Le choc inflationniste mondial s'estompe, mais n'a pas disparu. Aux États-Unis, en zone euro et au Royaume-Uni, l'inflation globale a fortement chuté par rapport à ses pics de 2022-2023, grâce surtout à la normalisation des prix de l'énergie et à la réparation des chaînes d'approvisionnement. Autrement dit, les progrès faciles ont déjà été réalisés.
Désinflation des biens vs services rigides
La divergence entre biens et services est la caractéristique de cette phase. Les prix des biens ont fortement désinflationné – voire déflaté dans certaines catégories – en raison des excédents de stocks et de la capacité de fabrication asiatique bon marché. En revanche, l'inflation des services reste tenace. Logement, assurances, santé et hôtellerie continuent d'augmenter bien au-dessus des niveaux compatibles avec les objectifs.
La raison est structurelle : les prix des services sont dominés par les coûts de main-d'œuvre, et les marchés du travail restent tendus par rapport aux normes historiques. La croissance des salaires a ralenti mais demeure supérieure au rythme compatible avec une inflation de 2 %. Tant que les salaires ne se normaliseront pas davantage, l'inflation des services agira comme un plancher sous le chiffre global.
Le problème du dernier kilomètre
Les économistes observent depuis longtemps que la dernière étape de la désinflation est la plus difficile. Le « dernier kilomètre » de 3 % à 2 % tend à être lent et cahoteux, car il nécessite d'éliminer l'inflation générée intérieurement – celle ancrée dans les salaires et les comportements de fixation des prix – plutôt que de simplement bénéficier de la baisse des prix des matières premières.
C'est pourquoi les banques centrales hésitent à déclarer victoire. Le scénario le plus probable est une période d'attente prolongée : les taux restent restrictifs plus longtemps que prévu par les marchés, et le retour à la cible s'étend jusqu'en 2027.

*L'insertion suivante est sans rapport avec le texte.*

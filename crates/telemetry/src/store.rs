use std::sync::Arc;
use std::time::Duration;

use async_trait::async_trait;
use chrono::{DateTime, Utc};
use dashmap::DashMap;
use futures::future;
use futures::stream::{self, BoxStream, StreamExt};
use tokio::sync::broadcast;
use tracing::warn;

use crate::error::{Error, Result};
use crate::position::VehiclePosition;

/// Emitted whenever a new position row lands in the store.
#[derive(Debug, Clone)]
pub struct PositionChange {
    pub vehicle_id: String,
    pub updated_at: DateTime<Utc>,
}

/// The `TelemetryStore` trait defines read access to vehicle position rows in
/// the external data store.
#[async_trait]
pub trait TelemetryStore: Send + Sync {
    /// Most recent sample for the vehicle, if any was ever recorded.
    async fn last_position(&self, vehicle_id: &str) -> Result<Option<VehiclePosition>>;

    /// All samples with `from <= updated_at <= to`, ordered ascending by
    /// timestamp. The ordering is a contract: stores without a native ordered
    /// range query must order before returning.
    async fn query_range(
        &self, vehicle_id: &str, from: DateTime<Utc>, to: DateTime<Utc>,
    ) -> Result<Vec<VehiclePosition>>;

    /// Samples of the window as a lazily consumed stream. The default
    /// implementation falls back to loading the full window and iterating in
    /// memory; stores with native streaming should override it.
    fn stream_range<'a>(
        &'a self, vehicle_id: &'a str, from: DateTime<Utc>, to: DateTime<Utc>,
    ) -> BoxStream<'a, Result<VehiclePosition>> {
        let window = self.query_range(vehicle_id, from, to);
        stream::once(window)
            .map(|batch| match batch {
                Ok(positions) => stream::iter(positions.into_iter().map(Ok)).left_stream(),
                Err(err) => stream::once(future::ready(Err(err))).right_stream(),
            })
            .flatten()
            .boxed()
    }

    /// Change feed for the position table. Dropping the receiver unsubscribes.
    async fn subscribe_changes(&self) -> Result<broadcast::Receiver<PositionChange>>;
}

/// Bounds a store call with a deadline, surfacing elapse as a retryable
/// `StoreUnavailable`.
///
/// # Errors
///
/// Returns the operation's own error, or `Error::StoreUnavailable` when the
/// deadline elapses first.
pub async fn bounded<T, F>(limit: Duration, label: &str, operation: F) -> Result<T>
where
    F: Future<Output = Result<T>> + Send,
{
    match tokio::time::timeout(limit, operation).await {
        Ok(result) => result,
        Err(_) => {
            warn!(label, ?limit, "store call exceeded deadline");
            Err(Error::StoreUnavailable(format!("{label} timed out after {limit:?}")))
        }
    }
}

/// In-memory telemetry store: per-vehicle rows kept timestamp ordered, change
/// notifications over a broadcast channel. Backs the integration tests and
/// embedders without a managed data store.
#[derive(Debug, Clone)]
pub struct InMemoryStore {
    rows: Arc<DashMap<String, Vec<VehiclePosition>>>,
    changes: broadcast::Sender<PositionChange>,
}

impl Default for InMemoryStore {
    fn default() -> Self {
        Self::new()
    }
}

impl InMemoryStore {
    #[must_use]
    pub fn new() -> Self {
        let (changes, _) = broadcast::channel(256);
        Self { rows: Arc::new(DashMap::new()), changes }
    }

    /// Validates and records a sample, then notifies subscribers.
    ///
    /// # Errors
    ///
    /// Returns `Error::MalformedTelemetry` when the sample violates the
    /// telemetry invariants.
    pub fn record(&self, position: VehiclePosition) -> Result<()> {
        position.validate()?;
        let change = PositionChange {
            vehicle_id: position.vehicle_id.clone(),
            updated_at: position.updated_at,
        };

        let mut rows = self.rows.entry(position.vehicle_id.clone()).or_default();
        let at = rows.partition_point(|row| row.updated_at <= position.updated_at);
        rows.insert(at, position);
        drop(rows);

        // nobody listening is fine
        let _ = self.changes.send(change);
        Ok(())
    }

    #[must_use]
    pub fn sample_count(&self, vehicle_id: &str) -> usize {
        self.rows.get(vehicle_id).map_or(0, |rows| rows.len())
    }
}

#[async_trait]
impl TelemetryStore for InMemoryStore {
    async fn last_position(&self, vehicle_id: &str) -> Result<Option<VehiclePosition>> {
        Ok(self.rows.get(vehicle_id).and_then(|rows| rows.last().cloned()))
    }

    async fn query_range(
        &self, vehicle_id: &str, from: DateTime<Utc>, to: DateTime<Utc>,
    ) -> Result<Vec<VehiclePosition>> {
        let Some(rows) = self.rows.get(vehicle_id) else {
            return Ok(Vec::new());
        };
        Ok(rows
            .iter()
            .filter(|row| row.updated_at >= from && row.updated_at <= to)
            .cloned()
            .collect())
    }

    async fn subscribe_changes(&self) -> Result<broadcast::Receiver<PositionChange>> {
        Ok(self.changes.subscribe())
    }
}

#[cfg(test)]
mod tests {
    use chrono::{TimeZone, Utc};
    use futures::StreamExt;
    use pretty_assertions::assert_eq;

    use super::{InMemoryStore, TelemetryStore, bounded};
    use crate::error::Error;
    use crate::position::VehiclePosition;

    fn sample(vehicle_id: &str, epoch: i64, speed: f64) -> VehiclePosition {
        VehiclePosition {
            vehicle_id: vehicle_id.to_string(),
            latitude: -36.85,
            longitude: 174.76,
            speed: Some(speed),
            heading: None,
            updated_at: Utc.timestamp_opt(epoch, 0).unwrap(),
            tag: None,
        }
    }

    #[tokio::test]
    async fn rows_ordered_regardless_of_insert_order() {
        let store = InMemoryStore::new();
        store.record(sample("v-1", 300, 10.0)).expect("valid");
        store.record(sample("v-1", 100, 20.0)).expect("valid");
        store.record(sample("v-1", 200, 30.0)).expect("valid");

        let from = Utc.timestamp_opt(0, 0).unwrap();
        let to = Utc.timestamp_opt(400, 0).unwrap();
        let rows = store.query_range("v-1", from, to).await.expect("query");
        let stamps: Vec<i64> = rows.iter().map(|row| row.updated_at.timestamp()).collect();

        assert_eq!(stamps, vec![100, 200, 300]);
    }

    #[tokio::test]
    async fn range_bounds_are_inclusive() {
        let store = InMemoryStore::new();
        for epoch in [100, 200, 300, 400] {
            store.record(sample("v-1", epoch, 0.0)).expect("valid");
        }

        let from = Utc.timestamp_opt(200, 0).unwrap();
        let to = Utc.timestamp_opt(300, 0).unwrap();
        let rows = store.query_range("v-1", from, to).await.expect("query");

        assert_eq!(rows.len(), 2);
        assert_eq!(rows[0].updated_at.timestamp(), 200);
        assert_eq!(rows[1].updated_at.timestamp(), 300);
    }

    #[tokio::test]
    async fn last_position_tracks_latest_sample() {
        let store = InMemoryStore::new();
        assert!(store.last_position("v-1").await.expect("query").is_none());

        store.record(sample("v-1", 200, 40.0)).expect("valid");
        store.record(sample("v-1", 100, 10.0)).expect("valid");

        let last = store.last_position("v-1").await.expect("query").expect("recorded");
        assert_eq!(last.updated_at.timestamp(), 200);
    }

    #[tokio::test]
    async fn record_rejects_malformed_sample() {
        let store = InMemoryStore::new();
        let mut bad = sample("v-1", 100, 10.0);
        bad.latitude = 120.0;

        let err = store.record(bad).unwrap_err();
        assert_eq!(err.code(), "malformed_telemetry");
        assert_eq!(store.sample_count("v-1"), 0);
    }

    #[tokio::test]
    async fn change_feed_notifies_subscribers() {
        let store = InMemoryStore::new();
        let mut changes = store.subscribe_changes().await.expect("subscribe");

        store.record(sample("v-7", 100, 10.0)).expect("valid");

        let change = changes.recv().await.expect("notified");
        assert_eq!(change.vehicle_id, "v-7");
        assert_eq!(change.updated_at.timestamp(), 100);
    }

    #[tokio::test]
    async fn stream_fallback_matches_query_range() {
        let store = InMemoryStore::new();
        for epoch in [100, 200, 300] {
            store.record(sample("v-1", epoch, 15.0)).expect("valid");
        }

        let from = Utc.timestamp_opt(0, 0).unwrap();
        let to = Utc.timestamp_opt(400, 0).unwrap();
        let streamed: Vec<_> = store
            .stream_range("v-1", from, to)
            .map(|item| item.expect("valid sample"))
            .collect()
            .await;
        let queried = store.query_range("v-1", from, to).await.expect("query");

        assert_eq!(streamed, queried);
    }

    #[tokio::test]
    async fn bounded_maps_elapse_to_store_unavailable() {
        let err = bounded(std::time::Duration::from_millis(5), "range query", async {
            tokio::time::sleep(std::time::Duration::from_secs(5)).await;
            Ok(())
        })
        .await
        .unwrap_err();

        assert!(matches!(err, Error::StoreUnavailable(_)));
        assert!(err.is_retryable());
    }
}
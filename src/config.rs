use std::env;
use std::time::Duration;

/// Scheduling configuration for the live fleet monitor.
#[derive(Debug, Clone, PartialEq, Eq)]
pub struct MonitorConfig {
    /// Cadence of the snapshot/alert refresh.
    pub poll_interval: Duration,
    /// Trailing window scanned for alerts on each refresh. Kept wider than the
    /// prolonged-stop threshold so long stops are never cut off mid-window.
    pub alert_window: chrono::Duration,
    /// Deadline for any single call into the telemetry store.
    pub store_timeout: Duration,
}

impl Default for MonitorConfig {
    fn default() -> Self {
        Self {
            poll_interval: Duration::from_secs(5),
            alert_window: chrono::Duration::minutes(180),
            store_timeout: Duration::from_secs(10),
        }
    }
}

impl MonitorConfig {
    #[must_use]
    pub fn from_env() -> Self {
        let defaults = Self::default();
        Self {
            poll_interval: Duration::from_secs(env_u64(
                "POLL_INTERVAL_SECONDS",
                defaults.poll_interval.as_secs(),
            )),
            alert_window: chrono::Duration::minutes(env_i64(
                "ALERT_WINDOW_MINUTES",
                defaults.alert_window.num_minutes(),
            )),
            store_timeout: Duration::from_secs(env_u64(
                "STORE_TIMEOUT_SECONDS",
                defaults.store_timeout.as_secs(),
            )),
        }
    }
}

fn env_u64(key: &str, default: u64) -> u64 {
    env::var(key).ok().and_then(|value| value.parse::<u64>().ok()).unwrap_or(default)
}

fn env_i64(key: &str, default: i64) -> i64 {
    env::var(key).ok().and_then(|value| value.parse::<i64>().ok()).unwrap_or(default)
}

Implications pour les investisseurs
« Plus élevé plus longtemps » n'est pas entièrement intégré. Les rendements réels pourraient rester élevés, ce qui pèse sur les actifs de longue durée et justifie la prudence sur les actions sensibles à la croissance. Les obligations indexées sur l'inflation et les matières premières sous-offertes demeurent les couvertures les plus directes. La leçon des trois dernières années est que l'inflation, une fois ancrée, ne se rend pas facilement.